If humans could be characterized and categorized in neat boxes based on a set of 50+ questions they take during a certain 30 minutes of their lives, according to the Myers-Brigg Jungian personality test, which I’ve taken many times since high school, I’m decidedly an ENFP.
ENFP Strengths - Most ENFPs will exhibit the following strengths with regards to relationships issues:
- Good communication skills – In the words of the Beatles, “I have to admit it’s getting better, a little better all the time”. I’ve been interested in communication since middle school, growing up in a household where I had not only a generational gap with my parents, but also a cultural one as well. When I lived in France as an Asian American, this interest heightened. I’m currently learning Nonviolent Communication, a technique spearheaded by Dr. Marshall Rosenberg.

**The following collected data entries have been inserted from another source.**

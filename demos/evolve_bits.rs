//! Demo driver: evolve 7-bit binary genomes toward the all-ones string.
//!
//! Fitness is the genome's binary value normalized to `[0, 1)`, so the
//! optimum is `1111111` (127/128). Run with `RUST_LOG=debug` to watch the
//! per-generation progress.

use evokit::{BitGenotype, BitString, Engine, EngineConfig, Genome, Selector, CROSSOVER, MUTATION};

fn main() {
    env_logger::init();

    let config = EngineConfig::default()
        .with_population_size(10)
        .with_max_generations(25)
        .with_rate(CROSSOVER, 0.9)
        .with_rate(MUTATION, 0.01)
        .with_selector(Selector::Roulette)
        .with_preserve(1)
        .with_seed(42);

    let mut engine = Engine::new(
        BitGenotype::new(7),
        |g: &BitString| g.value() as f64 / 128.0,
        config,
    )
    .expect("valid configuration");

    engine.evolve();

    println!("gen     sum     avg     min     max");
    for (generation, stats) in engine.statistics().iter().enumerate() {
        println!(
            "{generation:>3}  {:.4}  {:.4}  {:.4}  {:.4}",
            stats.sum, stats.avg, stats.min, stats.max
        );
    }

    let best = engine.fittest();
    let bits: String = best
        .bits()
        .iter()
        .map(|&bit| if bit { '1' } else { '0' })
        .collect();
    println!(
        "fittest after {} generations: {bits} (value {}, fitness {:.4})",
        engine.generation(),
        best.value(),
        best.fitness()
    );
}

- Very perceptive about people’s thought and motives - “Seek first to understand, then to be understood.” I take this advice to heart and often put myself in people’s shoes.
- Motivational, inspirational; bring out the best in others – I’ve been told on numerous occasions by friends who would come to confide in me that I should be a Life Coach or a motivational speaker.
- Warmly affectionate and affirming – On most days, and especially if you’re a kitty!
- Fun to be with – lively sense of humor, dramatic, energetic, optimistic – I do have an affinity for “knock knock” and “why did the…” jokes
- Strive for “win-win” situations – As opposed to lose-lose, yes.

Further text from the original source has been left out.